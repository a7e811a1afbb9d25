// Handyman Dispatch - core library
//
// Offers maintenance issues to handymen over WhatsApp, tracks each offer through
// replies, follow-ups and escalation, and ranks property/handyman pairings.
//
// Domain logic lives in domains/*, infrastructure traits and adapters in kernel/.

pub mod common;
pub mod config;
pub mod domains;
pub mod kernel;
pub mod server;

pub use config::*;
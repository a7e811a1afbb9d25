use anyhow::Result;
use chrono::Duration;
use serde::Serialize;
use serde_json::Value;
use sqlx::PgPool;
use std::collections::HashMap;

use crate::common::DispatchError;

pub const KEY_DISPATCH_TEMPLATE: &str = "dispatchTemplate";
pub const KEY_WHATSAPP_NUMBER: &str = "whatsappNumber";
pub const KEY_INCLUDE_ATTACHMENTS: &str = "includeAttachments";
pub const KEY_RESPONSE_TIMEOUT: &str = "responseTimeout";
pub const KEY_AUTO_ESCALATE: &str = "autoEscalate";
pub const KEY_MAX_RETRIES: &str = "maxRetries";

pub const DEFAULT_RESPONSE_TIMEOUT_MINUTES: i64 = 30;
pub const MIN_RESPONSE_TIMEOUT_MINUTES: i64 = 5;
/// One week.
pub const MAX_RESPONSE_TIMEOUT_MINUTES: i64 = 7 * 24 * 60;
pub const DEFAULT_MAX_RETRIES: i32 = 3;
pub const MAX_RETRIES_RANGE: std::ops::RangeInclusive<i32> = 1..=5;

/// Dispatch configuration read from the key/value `settings` table.
#[derive(Debug, Clone, PartialEq, Serialize)]
pub struct DispatchSettings {
    pub dispatch_template: Option<String>,
    pub whatsapp_number: Option<String>,
    pub include_attachments: bool,
    pub response_timeout_minutes: i64,
    pub auto_escalate: bool,
    pub max_retries: i32,
}

impl Default for DispatchSettings {
    fn default() -> Self {
        Self {
            dispatch_template: None,
            whatsapp_number: None,
            include_attachments: false,
            response_timeout_minutes: DEFAULT_RESPONSE_TIMEOUT_MINUTES,
            auto_escalate: true,
            max_retries: DEFAULT_MAX_RETRIES,
        }
    }
}

impl DispatchSettings {
    /// Parse raw entries. Absent keys take defaults; out-of-range numbers are clamped.
    ///
    /// Values may be stored as JSON scalars or as strings ("30", "true").
    pub fn from_entries(entries: &HashMap<String, Value>) -> Result<Self, DispatchError> {
        let mut settings = Self::default();

        settings.dispatch_template = non_empty_string(entries.get(KEY_DISPATCH_TEMPLATE));
        settings.whatsapp_number = non_empty_string(entries.get(KEY_WHATSAPP_NUMBER));

        if let Some(value) = entries.get(KEY_INCLUDE_ATTACHMENTS) {
            settings.include_attachments = parse_bool(KEY_INCLUDE_ATTACHMENTS, value)?;
        }
        if let Some(value) = entries.get(KEY_AUTO_ESCALATE) {
            settings.auto_escalate = parse_bool(KEY_AUTO_ESCALATE, value)?;
        }
        if let Some(value) = entries.get(KEY_RESPONSE_TIMEOUT) {
            settings.response_timeout_minutes = parse_int(KEY_RESPONSE_TIMEOUT, value)?
                .clamp(MIN_RESPONSE_TIMEOUT_MINUTES, MAX_RESPONSE_TIMEOUT_MINUTES);
        }
        if let Some(value) = entries.get(KEY_MAX_RETRIES) {
            let raw = parse_int(KEY_MAX_RETRIES, value)?;
            settings.max_retries = raw.clamp(
                *MAX_RETRIES_RANGE.start() as i64,
                *MAX_RETRIES_RANGE.end() as i64,
            ) as i32;
        }

        Ok(settings)
    }

    pub fn response_timeout(&self) -> Duration {
        Duration::minutes(
            self.response_timeout_minutes
                .clamp(MIN_RESPONSE_TIMEOUT_MINUTES, MAX_RESPONSE_TIMEOUT_MINUTES),
        )
    }

    pub fn require_template(&self) -> Result<&str, DispatchError> {
        self.dispatch_template
            .as_deref()
            .ok_or(DispatchError::ConfigurationMissing(KEY_DISPATCH_TEMPLATE))
    }

    pub fn require_whatsapp_number(&self) -> Result<&str, DispatchError> {
        self.whatsapp_number
            .as_deref()
            .ok_or(DispatchError::ConfigurationMissing(KEY_WHATSAPP_NUMBER))
    }

    pub async fn load_entries(pool: &PgPool) -> Result<HashMap<String, Value>> {
        let rows = sqlx::query_as::<_, (String, Value)>("SELECT key, value FROM settings")
            .fetch_all(pool)
            .await?;
        Ok(rows.into_iter().collect())
    }
}

fn non_empty_string(value: Option<&Value>) -> Option<String> {
    match value? {
        Value::String(s) if !s.trim().is_empty() => Some(s.clone()),
        _ => None,
    }
}

fn parse_bool(key: &'static str, value: &Value) -> Result<bool, DispatchError> {
    match value {
        Value::Bool(b) => Ok(*b),
        Value::String(s) => match s.trim().to_lowercase().as_str() {
            "true" | "1" | "yes" => Ok(true),
            "false" | "0" | "no" => Ok(false),
            other => Err(invalid(key, format!("expected boolean, got {:?}", other))),
        },
        other => Err(invalid(key, format!("expected boolean, got {}", other))),
    }
}

fn parse_int(key: &'static str, value: &Value) -> Result<i64, DispatchError> {
    match value {
        Value::Number(n) => n
            .as_i64()
            .ok_or_else(|| invalid(key, format!("expected integer, got {}", n))),
        Value::String(s) => s
            .trim()
            .parse::<i64>()
            .map_err(|_| invalid(key, format!("expected integer, got {:?}", s))),
        other => Err(invalid(key, format!("expected integer, got {}", other))),
    }
}

fn invalid(key: &'static str, reason: String) -> DispatchError {
    DispatchError::InvalidConfiguration { key, reason }
}

#[cfg(test)]
mod tests {
    use super::*;
    use serde_json::json;

    fn entries(pairs: &[(&str, Value)]) -> HashMap<String, Value> {
        pairs
            .iter()
            .map(|(k, v)| (k.to_string(), v.clone()))
            .collect()
    }

    #[test]
    fn empty_table_yields_defaults() {
        let settings = DispatchSettings::from_entries(&HashMap::new()).unwrap();
        assert_eq!(settings, DispatchSettings::default());
        assert_eq!(settings.response_timeout(), Duration::minutes(30));
        assert!(matches!(
            settings.require_template(),
            Err(DispatchError::ConfigurationMissing(KEY_DISPATCH_TEMPLATE))
        ));
    }

    #[test]
    fn accepts_string_encoded_scalars() {
        let settings = DispatchSettings::from_entries(&entries(&[
            (KEY_RESPONSE_TIMEOUT, json!("45")),
            (KEY_AUTO_ESCALATE, json!("false")),
            (KEY_MAX_RETRIES, json!(2)),
            (KEY_WHATSAPP_NUMBER, json!("+15550001111")),
        ]))
        .unwrap();
        assert_eq!(settings.response_timeout_minutes, 45);
        assert!(!settings.auto_escalate);
        assert_eq!(settings.max_retries, 2);
        assert_eq!(settings.require_whatsapp_number().unwrap(), "+15550001111");
    }

    #[test]
    fn clamps_out_of_range_numbers() {
        let settings = DispatchSettings::from_entries(&entries(&[
            (KEY_RESPONSE_TIMEOUT, json!(1)),
            (KEY_MAX_RETRIES, json!(12)),
        ]))
        .unwrap();
        assert_eq!(settings.response_timeout_minutes, MIN_RESPONSE_TIMEOUT_MINUTES);
        assert_eq!(settings.max_retries, 5);

        let settings =
            DispatchSettings::from_entries(&entries(&[(KEY_MAX_RETRIES, json!(0))])).unwrap();
        assert_eq!(settings.max_retries, 1);
    }

    #[test]
    fn huge_timeout_is_capped_at_one_week() {
        let settings = DispatchSettings::from_entries(&entries(&[(
            KEY_RESPONSE_TIMEOUT,
            json!(1_000_000_000_000_000_i64),
        )]))
        .unwrap();
        assert_eq!(settings.response_timeout_minutes, MAX_RESPONSE_TIMEOUT_MINUTES);
        assert_eq!(settings.response_timeout(), Duration::weeks(1));

        let direct = DispatchSettings {
            response_timeout_minutes: i64::MAX,
            ..DispatchSettings::default()
        };
        assert_eq!(direct.response_timeout(), Duration::weeks(1));
    }

    #[test]
    fn blank_template_counts_as_missing() {
        let settings =
            DispatchSettings::from_entries(&entries(&[(KEY_DISPATCH_TEMPLATE, json!("  "))]))
                .unwrap();
        assert!(settings.dispatch_template.is_none());
    }

    #[test]
    fn rejects_unparseable_values() {
        let err = DispatchSettings::from_entries(&entries(&[(KEY_MAX_RETRIES, json!("lots"))]))
            .unwrap_err();
        assert_eq!(err.kind(), "invalid_configuration");
    }
}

◆ **WHAT TO PRODUCE**:
Wherever the string "rows" appears in the entries, copy that line.

◆ **ANSWER**:
        let rows = sqlx::query_as::<_, (String, Value)>("SELECT key, value FROM settings")
        Ok(rows.into_iter().collect())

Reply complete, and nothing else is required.